[cfe-dev] Pointers to Overloaded C Functions

Daniel Dunbar daniel at zuster.org
Tue Jan 12 11:46:34 PST 2010


On Mon, Jan 4, 2010 at 10:15 AM, Douglas Gregor <dgregor at apple.com> wrote:
>
> On Jan 4, 2010, at 10:13 AM, Eli Friedman wrote:
>
>> On Mon, Jan 4, 2010 at 9:53 AM, George King <gwk.lists at gmail.com>
>> wrote:
>>> I am experimenting with clang's overloaded C functions, and I can't
>>> figure out how to get a pointer to an overloaded function.
>>>
>>> test program:
>>>
>>> #define OL __attribute__((overloadable))
>>>
>>> void OL a(int x) { printf("i: %d\n", x); }
>>> void OL a(float x) { printf("f: %f\n", x); }
>>>
>>> int main(int argc, char** argv)
>>> {
>>>    a(1);
>>>    a(1.0f);
>>>
>>>    void(*a_i_ptr)(int) = a;
>>>    void(*a_f_ptr)(float) = a;
>>>
>>>    return 0;
>>> }
>>>
>>>
>>> compiler output:
>>>
>>>> clang test_ol.c
>>> test_ol.c:25:11: error: incompatible type initializing '<overloaded
>>> function type>', expected
>>>      'void (*)(int)'
>>>    void(*a_i_ptr)(int) = a;
>>>          ^               ~
>>> test_ol.c:26:11: error: incompatible type initializing '<overloaded
>>> function type>', expected
>>>      'void (*)(float)'
>>>    void(*a_f_ptr)(float) = a;
>>>          ^                 ~
>>> 2 diagnostics generated.
>>>
>>>
>>> If I change the name of one of the functions, then it compiles;
>>> clang appears well aware of the syntactic ambiguity.

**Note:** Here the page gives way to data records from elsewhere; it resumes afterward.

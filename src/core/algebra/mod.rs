// File: src/core/algebra/mod.rs
mod types;
mod graph;
mod engine;

// Export everything public from types module
pub use types::*;

// Export engine
pub use engine::PathAlgebra;

// The graph methods are already available on AlgebraGraph
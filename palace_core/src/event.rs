use crate::{card::Card, card::Rank, error::SelectionError, player::PlayerId};

/// Everything the engine narrates. Payloads wrapped in `Option` are blanked
/// by `GameLobby::filter_event` for players who may not see them.
#[derive(Clone, Debug, PartialEq)]
pub enum Event {
    SecretsDealt(PlayerId, usize),
    PickUp(PlayerId, Option<Card>, usize),
    TableCardChosen(PlayerId, Card),
    SecretRevealed(PlayerId, Option<Card>),
    Played(PlayerId, Card),
    Rejected(PlayerId, Option<SelectionError>),
    PilePickedUp(PlayerId, usize),
    PileBurned(PlayerId, usize),
    PileReset(PlayerId),
    RankCopied(PlayerId, Rank),
    LimitSet(PlayerId, Rank),
    SkipArmed(PlayerId),
    Skipped(PlayerId),
    DropOut(PlayerId),
    /// The game ended; the payload is the last player still holding cards.
    GameOver(Option<PlayerId>),
}

#[derive(PartialEq)]
pub enum EventVisibility {
    Public,
    Private(PlayerId),
}

pub struct EventEntry {
    pub visibility: EventVisibility,
    pub event: Event,
}
use std::io::{self, BufRead, Write};

use cli_player::CliPlayer;
use palace_core::run_game;

mod cli_player;

fn main() {
    let count = prompt_player_count();
    let _ = run_game(count, CliPlayer::new);
}

fn prompt_player_count() -> usize {
    loop {
        print!("How many players? (2-5) ");
        io::stdout().flush().unwrap();
        if let Some(Ok(line)) = io::stdin().lock().lines().next() {
            if let Ok(count) = line.trim().parse::<usize>() {
                if (2..=5).contains(&count) {
                    return count;
                }
            }
        }
        println!("Please enter a number between 2 and 5.");
    }
}
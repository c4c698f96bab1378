use crate::{
    card::Rank,
    error::SelectionError,
    event::{Event, EventEntry, EventVisibility},
    game_state::{GameState, TurnState, HAND_SIZE, INITIAL_HAND, SECRET_CARDS},
    player::{MoveRequest, PlayerId},
    utils::{SliceExtensions, VecExtensions},
};

impl GameState {
    /// Deals every player their face-down secret cards and opening hand.
    pub fn deal(&mut self, log: &mut Vec<EventEntry>) {
        for id in 0..self.players.len() {
            for _ in 0..SECRET_CARDS {
                if let Some(card) = self.deck.draw() {
                    self.players[id].secret_cards_mut().push(card);
                }
            }
            log.push(EventEntry {
                visibility: EventVisibility::Public,
                event: Event::SecretsDealt(id, self.players[id].secret_cards().len()),
            });
            self.initial_draw(id, log);
        }
    }

    /// Draws the opening hand, deck permitting. A short deck leaves a short
    /// hand, never an error.
    pub fn initial_draw(&mut self, player_id: PlayerId, log: &mut Vec<EventEntry>) {
        for _ in 0..INITIAL_HAND {
            self.pick_up_card(player_id, log);
        }
    }

    fn pick_up_card(&mut self, player_id: PlayerId, log: &mut Vec<EventEntry>) {
        if let Some(card) = self.deck.draw() {
            log.push(EventEntry {
                visibility: EventVisibility::Private(player_id),
                event: Event::PickUp(player_id, Some(card), self.deck.len()),
            });
            self.players[player_id].hand_mut().push(card);
        }
    }

    /// Draws until the hand is back at `HAND_SIZE` or the deck is empty.
    /// A hand fattened by a pile pickup draws nothing.
    pub fn replenish(&mut self, player_id: PlayerId, log: &mut Vec<EventEntry>) {
        while self.players[player_id].hand().len() < HAND_SIZE && !self.deck.is_empty() {
            self.pick_up_card(player_id, log);
        }
    }

    /// Moves the first hand card of the given rank onto the table row.
    pub fn select_table_card(
        &mut self,
        player_id: PlayerId,
        rank: Rank,
        log: &mut Vec<EventEntry>,
    ) -> Result<(), SelectionError> {
        match self.players[player_id]
            .hand_mut()
            .remove_first_where(|card| card.rank == rank)
        {
            Some(card) => {
                self.players[player_id].table_cards_mut().push(card);
                log.push(EventEntry {
                    visibility: EventVisibility::Public,
                    event: Event::TableCardChosen(player_id, card),
                });
                Ok(())
            }
            None => Err(self.reject(player_id, SelectionError::Unheld(rank), log)),
        }
    }

    /// Starts one attempt for the current player: surfaces a secret card if
    /// hand and table row are both spent, then describes the situation.
    pub fn begin_attempt(&mut self, log: &mut Vec<EventEntry>) -> MoveRequest {
        if self.players[self.turn].hand().is_empty()
            && self.players[self.turn].table_cards().is_empty()
        {
            if let Some(card) = self.players[self.turn].secret_cards_mut().pop() {
                self.players[self.turn].hand_mut().push(card);
                log.push(EventEntry {
                    visibility: EventVisibility::Private(self.turn),
                    event: Event::SecretRevealed(self.turn, Some(card)),
                });
            }
        }
        let player = &self.players[self.turn];
        MoveRequest {
            playable: player.playable_cards().to_vec(),
            from_table: player.plays_from_table(),
            table_cards: player.table_cards().clone(),
            secret_count: player.secret_cards().len(),
            legal: self.legal_moves(self.turn),
            pile: self.pile.entries().to_vec(),
            limit: self.rank_ceiling,
        }
    }

    /// Resolves one move of the current player. `None` means "no legal move"
    /// and is only accepted when the legal set really is empty; the player
    /// then absorbs the pile and their turn ends with no card played.
    pub fn handle_move(
        &mut self,
        choice: Option<Rank>,
        log: &mut Vec<EventEntry>,
    ) -> Result<(), SelectionError> {
        if self.turn_state != TurnState::AwaitingMove {
            return Err(SelectionError::InvalidState);
        }
        let legal = self.legal_moves(self.turn);
        let rank = match choice {
            None => {
                if !legal.is_empty() {
                    return Err(self.reject(self.turn, SelectionError::MustPlay, log));
                }
                let cards = self.pile.take_all();
                log.push(EventEntry {
                    visibility: EventVisibility::Public,
                    event: Event::PilePickedUp(self.turn, cards.len()),
                });
                self.players[self.turn].hand_mut().extend(cards);
                self.turn_state = TurnState::ResolvedPass;
                return Ok(());
            }
            Some(rank) => rank,
        };

        if !self.players[self.turn]
            .playable_cards()
            .iter()
            .any(|card| card.rank == rank)
        {
            return Err(self.reject(self.turn, SelectionError::Unheld(rank), log));
        }
        // Re-checked independently of legal_moves: a card above an active
        // limit is never accepted, whatever the collaborator offers.
        if let Some(limit) = self.rank_ceiling {
            if rank > limit && rank != Rank::Three {
                return Err(self.reject(self.turn, SelectionError::AboveLimit { rank, limit }, log));
            }
        }
        if !legal.iter().any(|card| card.rank == rank) {
            return Err(self.reject(self.turn, SelectionError::Illegal(rank), log));
        }

        let source = if self.players[self.turn].hand().is_empty() {
            self.players[self.turn].table_cards_mut()
        } else {
            self.players[self.turn].hand_mut()
        };
        let card = match source.remove_first_where(|card| card.rank == rank) {
            Some(card) => card,
            None => return Err(self.reject(self.turn, SelectionError::Unheld(rank), log)),
        };
        self.pile.push(card);
        log.push(EventEntry {
            visibility: EventVisibility::Public,
            event: Event::Played(self.turn, card),
        });

        match rank {
            Rank::Ten => {
                let burned = self.pile.take_all();
                log.push(EventEntry {
                    visibility: EventVisibility::Public,
                    event: Event::PileBurned(self.turn, burned.len()),
                });
                self.discard.extend(burned);
                self.rank_ceiling = None;
                self.turn_state = TurnState::ResolvedContinue;
            }
            Rank::Eight => {
                self.rank_ceiling = None;
                self.skip_next = true;
                log.push(EventEntry {
                    visibility: EventVisibility::Public,
                    event: Event::SkipArmed(self.turn),
                });
                self.turn_state = TurnState::ResolvedPass;
            }
            Rank::Seven => {
                self.rank_ceiling = Some(Rank::Seven);
                log.push(EventEntry {
                    visibility: EventVisibility::Public,
                    event: Event::LimitSet(self.turn, Rank::Seven),
                });
                self.turn_state = TurnState::ResolvedPass;
            }
            Rank::Two => {
                let displaced = self.pile.reset_to_top();
                self.discard.extend(displaced);
                log.push(EventEntry {
                    visibility: EventVisibility::Public,
                    event: Event::PileReset(self.turn),
                });
                self.rank_ceiling = None;
                self.turn_state = TurnState::ResolvedPass;
            }
            Rank::Three => {
                if let Some(copied) = self.pile.copy_down() {
                    log.push(EventEntry {
                        visibility: EventVisibility::Public,
                        event: Event::RankCopied(self.turn, copied),
                    });
                }
                self.rank_ceiling = None;
                self.turn_state = TurnState::ResolvedPass;
            }
            Rank::Four
            | Rank::Five
            | Rank::Six
            | Rank::Nine
            | Rank::Jack
            | Rank::Queen
            | Rank::King
            | Rank::Ace => {
                self.rank_ceiling = None;
                self.turn_state = TurnState::ResolvedPass;
            }
        }

        self.replenish(self.turn, log);

        if self.players[self.turn].is_out() {
            log.push(EventEntry {
                visibility: EventVisibility::Public,
                event: Event::DropOut(self.turn),
            });
            if self.game_over() {
                self.wrap_up(log);
            } else if self.turn_state == TurnState::ResolvedContinue {
                // An out player cannot continue, even off a 10.
                self.turn_state = TurnState::ResolvedPass;
            }
        }
        Ok(())
    }

    /// Moves the rotation along after a resolved or skipped turn. An armed
    /// skip consumes exactly the next remaining player.
    pub fn advance_turn(&mut self, log: &mut Vec<EventEntry>) {
        match self.turn_state {
            TurnState::ResolvedContinue => {
                self.turn_state = TurnState::AwaitingMove;
            }
            TurnState::ResolvedPass | TurnState::Skipped => {
                if self.game_over() {
                    self.wrap_up(log);
                    return;
                }
                loop {
                    self.turn = (self.turn + 1) % self.players.len();
                    if self.players[self.turn].is_out() {
                        continue;
                    }
                    if self.skip_next {
                        self.skip_next = false;
                        log.push(EventEntry {
                            visibility: EventVisibility::Public,
                            event: Event::Skipped(self.turn),
                        });
                        self.turn_state = TurnState::Skipped;
                    } else {
                        self.turn_state = TurnState::AwaitingMove;
                    }
                    return;
                }
            }
            TurnState::AwaitingMove | TurnState::GameOver => {}
        }
    }

    /// Ends the game, reports the last remaining player and reveals the log.
    pub fn wrap_up(&mut self, log: &mut Vec<EventEntry>) {
        self.turn_state = TurnState::GameOver;
        let remaining = self.remaining_players();
        log.push(EventEntry {
            visibility: EventVisibility::Public,
            event: Event::GameOver(remaining.single_element().copied()),
        });
        for entry in log {
            entry.visibility = EventVisibility::Public;
        }
    }

    fn reject(
        &mut self,
        player_id: PlayerId,
        error: SelectionError,
        log: &mut Vec<EventEntry>,
    ) -> SelectionError {
        log.push(EventEntry {
            visibility: EventVisibility::Private(player_id),
            event: Event::Rejected(player_id, Some(error)),
        });
        error
    }
}
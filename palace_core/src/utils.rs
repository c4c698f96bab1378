pub trait VecExtensions<T> {
    fn remove_first_where<F>(&mut self, predicate: F) -> Option<T>
    where
        F: Fn(&T) -> bool;
}

impl<T> VecExtensions<T> for Vec<T> {
    fn remove_first_where<F>(&mut self, predicate: F) -> Option<T>
    where
        F: Fn(&T) -> bool,
    {
        self.iter()
            .position(predicate)
            .map(|index| self.remove(index))
    }
}

pub trait SliceExtensions<T> {
    fn single_element(&self) -> Option<&T>;
}

impl<T> SliceExtensions<T> for [T] {
    fn single_element(&self) -> Option<&T> {
        match self.len() {
            1 => self.iter().next(),
            _ => None,
        }
    }
}
use std::fmt;

use itertools::Itertools;
use strum::{EnumMessage, IntoEnumIterator};
use strum_macros::{Display, EnumIter, EnumMessage, EnumString};

pub const DECK_SIZE: usize = 52;

/// Suits are cosmetic. Legality only ever looks at ranks.
#[derive(Debug, PartialEq, Eq, Hash, Copy, Clone, Display, EnumIter)]
pub enum Suit {
    Spades,
    Clubs,
    Hearts,
    Diamonds,
}

#[derive(
    Debug,
    PartialEq,
    Eq,
    PartialOrd,
    Ord,
    Hash,
    Copy,
    Clone,
    Display,
    EnumIter,
    EnumString,
    EnumMessage,
)]
#[strum(ascii_case_insensitive)]
pub enum Rank {
    #[strum(
        serialize = "2",
        message = "May be played on anything. It resets the pile, the next player can play any card."
    )]
    Two = 2,
    #[strum(
        serialize = "3",
        message = "May be played on anything and ignores an active limit. It copies the rank of the card beneath it."
    )]
    Three = 3,
    #[strum(serialize = "4")]
    Four = 4,
    #[strum(serialize = "5")]
    Five = 5,
    #[strum(serialize = "6")]
    Six = 6,
    #[strum(
        serialize = "7",
        message = "The next player must play a card of rank 7 or lower. Only a 3 is exempt."
    )]
    Seven = 7,
    #[strum(serialize = "8", message = "The next player is skipped.")]
    Eight = 8,
    #[strum(serialize = "9")]
    Nine = 9,
    #[strum(
        serialize = "10",
        message = "Burns the pile. Whoever played it immediately plays again."
    )]
    Ten = 10,
    #[strum(serialize = "J")]
    Jack = 11,
    #[strum(serialize = "Q")]
    Queen = 12,
    #[strum(serialize = "K")]
    King = 13,
    #[strum(serialize = "A")]
    Ace = 14,
}

impl Rank {
    pub fn rules() -> String {
        Rank::iter().map(|r| r.rule()).join("\n")
    }

    pub fn rule(&self) -> String {
        format!(
            "{} [value = {}]: {}",
            self,
            self.value(),
            self.get_message().unwrap_or("No special effect.")
        )
    }

    pub fn value(&self) -> u8 {
        *self as u8
    }
}

#[derive(Debug, PartialEq, Eq, Hash, Copy, Clone)]
pub struct Card {
    pub suit: Suit,
    pub rank: Rank,
}

impl fmt::Display for Card {
    fn fmt(&self, f: &mut fmt::Formatter<'_>) -> fmt::Result {
        write!(f, "{} of {}", self.rank, self.suit)
    }
}
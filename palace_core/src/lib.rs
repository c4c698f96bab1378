use game_lobby::GameLobby;
use player::{Player, PlayerId};

pub mod card;
pub mod deck;
pub mod error;
pub mod event;
pub mod game_lobby;
mod game_logic;
pub mod game_state;
pub mod pile;
pub mod player;
pub mod utils;

pub fn run_game<C, T>(player_count: usize, player_constructor: C) -> Option<PlayerId>
where
    C: Fn(PlayerId) -> T,
    T: Player + 'static,
{
    let mut lobby = GameLobby::new();
    for id in 0..player_count {
        lobby.add_player(|| player_constructor(id));
    }
    lobby.play_round()
}
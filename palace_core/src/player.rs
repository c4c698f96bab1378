use crate::{card::Card, card::Rank, event::Event, pile::PileEntry};

pub type PlayerId = usize;

pub struct PlayerData {
    name: String,
}

impl PlayerData {
    pub fn new(name: String) -> Self {
        PlayerData { name }
    }
}

/// Everything a collaborator needs to pick one move for one attempt.
#[derive(Debug, Clone)]
pub struct MoveRequest {
    /// The cards the player may currently play from: the hand, or the
    /// face-up table cards once the hand is empty.
    pub playable: Vec<Card>,
    /// Whether `playable` is the face-up table row rather than the hand.
    pub from_table: bool,
    pub table_cards: Vec<Card>,
    pub secret_count: usize,
    /// The subset of `playable` the engine will accept.
    pub legal: Vec<Card>,
    pub pile: Vec<PileEntry>,
    pub limit: Option<Rank>,
}

pub trait Player {
    fn data(&self) -> &PlayerData;

    fn data_mut(&mut self) -> &mut PlayerData;

    fn name(&self) -> &String {
        &self.data().name
    }

    fn notify(&self, game_log: &[Event], players: &[&String]);

    /// One table-card selection during setup. Called until the engine has
    /// accepted three cards.
    fn obtain_table_card(&self, hand: &[Card], players: &[&String], game_log: &[Event]) -> Rank;

    /// One move selection. `None` is the no-legal-move sentinel and is only
    /// honored when `request.legal` is empty.
    fn obtain_move(
        &self,
        request: &MoveRequest,
        players: &[&String],
        game_log: &[Event],
    ) -> Option<Rank>;
}
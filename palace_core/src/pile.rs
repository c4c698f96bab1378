use crate::card::{Card, Rank};

/// One card on the pile. `card` is what physically lies there and what a
/// pickup hands over; `effective_rank` is what legality comparisons read.
/// The two differ only after a 3 copied the rank of the card beneath it.
#[derive(Debug, PartialEq, Eq, Copy, Clone)]
pub struct PileEntry {
    pub card: Card,
    pub effective_rank: Rank,
}

/// The cards played in the current unbroken run.
#[derive(Debug, Default, Clone)]
pub struct Pile {
    entries: Vec<PileEntry>,
}

impl Pile {
    pub fn push(&mut self, card: Card) {
        self.entries.push(PileEntry {
            card,
            effective_rank: card.rank,
        });
    }

    /// The rank the next play has to beat.
    pub fn top_rank(&self) -> Option<Rank> {
        self.entries.last().map(|e| e.effective_rank)
    }

    pub fn entries(&self) -> &[PileEntry] {
        &self.entries
    }

    pub fn len(&self) -> usize {
        self.entries.len()
    }

    pub fn is_empty(&self) -> bool {
        self.entries.is_empty()
    }

    /// Empties the pile, returning the physical cards. Used both when a 10
    /// burns the pile and when a player with no legal move picks it up.
    pub fn take_all(&mut self) -> Vec<Card> {
        self.entries.drain(..).map(|e| e.card).collect()
    }

    /// Keeps only the top entry, returning the cards displaced beneath it.
    pub fn reset_to_top(&mut self) -> Vec<Card> {
        let top = self.entries.pop();
        let displaced = self.entries.drain(..).map(|e| e.card).collect();
        if let Some(top) = top {
            self.entries.push(top);
        }
        displaced
    }

    /// Rewrites the top entry's effective rank to that of the entry beneath
    /// it. With fewer than two entries the top keeps its own rank and `None`
    /// is returned.
    pub fn copy_down(&mut self) -> Option<Rank> {
        if self.entries.len() < 2 {
            return None;
        }
        let below = self.entries[self.entries.len() - 2].effective_rank;
        let last = self.entries.len() - 1;
        self.entries[last].effective_rank = below;
        Some(below)
    }
}

#[cfg(test)]
mod tests {
    use crate::{
        card::{Card, Rank, Suit},
        pile::Pile,
    };

    fn card(rank: Rank) -> Card {
        Card {
            suit: Suit::Spades,
            rank,
        }
    }

    #[test]
    fn top_rank_should_follow_pushes() {
        let mut pile = Pile::default();
        assert_eq!(pile.top_rank(), None);
        pile.push(card(Rank::Five));
        pile.push(card(Rank::Nine));
        assert_eq!(pile.top_rank(), Some(Rank::Nine));
    }

    #[test]
    fn copy_down_should_preserve_length_and_card() {
        let mut pile = Pile::default();
        pile.push(card(Rank::Queen));
        pile.push(card(Rank::Three));
        assert_eq!(pile.copy_down(), Some(Rank::Queen));
        assert_eq!(pile.len(), 2);
        assert_eq!(pile.top_rank(), Some(Rank::Queen));
        assert_eq!(pile.entries()[1].card.rank, Rank::Three);
    }

    #[test]
    fn copy_down_should_chain_over_an_earlier_copy() {
        let mut pile = Pile::default();
        pile.push(card(Rank::King));
        pile.push(card(Rank::Three));
        pile.copy_down();
        pile.push(card(Rank::Three));
        assert_eq!(pile.copy_down(), Some(Rank::King));
        assert_eq!(pile.top_rank(), Some(Rank::King));
    }

    #[test]
    fn copy_down_should_keep_own_rank_on_short_pile() {
        let mut pile = Pile::default();
        pile.push(card(Rank::Three));
        assert_eq!(pile.copy_down(), None);
        assert_eq!(pile.top_rank(), Some(Rank::Three));
    }

    #[test]
    fn reset_to_top_should_displace_everything_beneath() {
        let mut pile = Pile::default();
        pile.push(card(Rank::Five));
        pile.push(card(Rank::Nine));
        pile.push(card(Rank::Two));
        let displaced = pile.reset_to_top();
        assert_eq!(displaced.len(), 2);
        assert_eq!(pile.len(), 1);
        assert_eq!(pile.top_rank(), Some(Rank::Two));
    }

    #[test]
    fn take_all_should_leave_the_pile_empty() {
        let mut pile = Pile::default();
        pile.push(card(Rank::Five));
        pile.push(card(Rank::Ten));
        let taken = pile.take_all();
        assert_eq!(taken.len(), 2);
        assert!(pile.is_empty());
    }

    #[test]
    fn picked_up_copy_is_a_plain_three_again() {
        let mut pile = Pile::default();
        pile.push(card(Rank::Queen));
        pile.push(card(Rank::Three));
        pile.copy_down();
        let taken = pile.take_all();
        assert_eq!(taken[1].rank, Rank::Three);
    }
}
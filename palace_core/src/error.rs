use thiserror::Error;

use crate::card::Rank;

/// Why a selection was refused. All of these are recovered by re-prompting;
/// none of them ends the game.
#[derive(Debug, Clone, Copy, PartialEq, Eq, Error)]
pub enum SelectionError {
    /// No card of that rank among the cards the player may play from.
    #[error("no card of rank {0} among your playable cards")]
    Unheld(Rank),
    /// The card is held but cannot beat the top of the pile.
    #[error("a {0} cannot beat the pile")]
    Illegal(Rank),
    /// The card is above the active limit and is not a 3.
    #[error("a {rank} is above the current limit of {limit}")]
    AboveLimit { rank: Rank, limit: Rank },
    /// The no-legal-move sentinel was given although a legal move exists.
    #[error("a legal move exists and must be played")]
    MustPlay,
    /// A move was offered while the engine was not awaiting one.
    #[error("no move is expected in this state")]
    InvalidState,
}
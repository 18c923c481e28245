// src/news/yahoo.rs
use anyhow::{Context, Result};
use async_trait::async_trait;
use serde::Deserialize;
use serde_json::Value;
use std::time::Duration;

use crate::config::NewsConfig;
use crate::news::NewsSource;

/// Yahoo Finance search endpoint; returns the `news` array untouched.
pub struct YahooSearchSource {
    client: reqwest::Client,
    search_url: String,
    count: u32,
}

#[derive(Debug, Deserialize)]
struct SearchResp {
    #[serde(default)]
    news: Vec<Value>,
}

impl YahooSearchSource {
    pub fn from_config(cfg: &NewsConfig) -> crate::error::Result<Self> {
        let client = reqwest::Client::builder()
            .user_agent(cfg.user_agent.as_str())
            .timeout(Duration::from_secs(cfg.timeout_secs.max(1)))
            .build()
            .map_err(|e| crate::error::Error::Config(format!("news http client: {e}")))?;
        Ok(Self {
            client,
            search_url: cfg.search_url.clone(),
            count: cfg.fetch_count,
        })
    }
}

#[async_trait]
impl NewsSource for YahooSearchSource {
    async fn fetch_raw(&self, ticker: &str) -> Result<Vec<Value>> {
        let count = self.count.to_string();
        let resp = self
            .client
            .get(&self.search_url)
            .query(&[
                ("q", ticker),
                ("newsCount", count.as_str()),
                ("quotesCount", "0"),
            ])
            .send()
            .await
            .context("yahoo search get()")?
            .error_for_status()
            .context("yahoo search non-2xx")?;

        let body: SearchResp = resp.json().await.context("yahoo search .json()")?;
        Ok(body.news)
    }

    fn name(&self) -> &'static str {
        "yahoo"
    }
}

Is there a
>>> more specific syntax to specify which function I'm  referring to?
>>>
>>> Something like "void(*a_i_ptr)(int) = a(int);" makes sense to me,
>>> but I imagine that it's a stretch as far as extending the language
>>> goes.
>>
>> Umm, interesting... I think it's just some missing logic in the code
>> for assignments in C.  I don't think anyone considered that someone
>> might write code like that.
>
> I don't know if we even want to support that kind of code... the
> "overloadable" attribute is narrowly defined to help support certain
> weird C99-isms (*cough* tgmath.h *cough*). We don't really want to
> encourage widespread use, since it is likely to never be portable.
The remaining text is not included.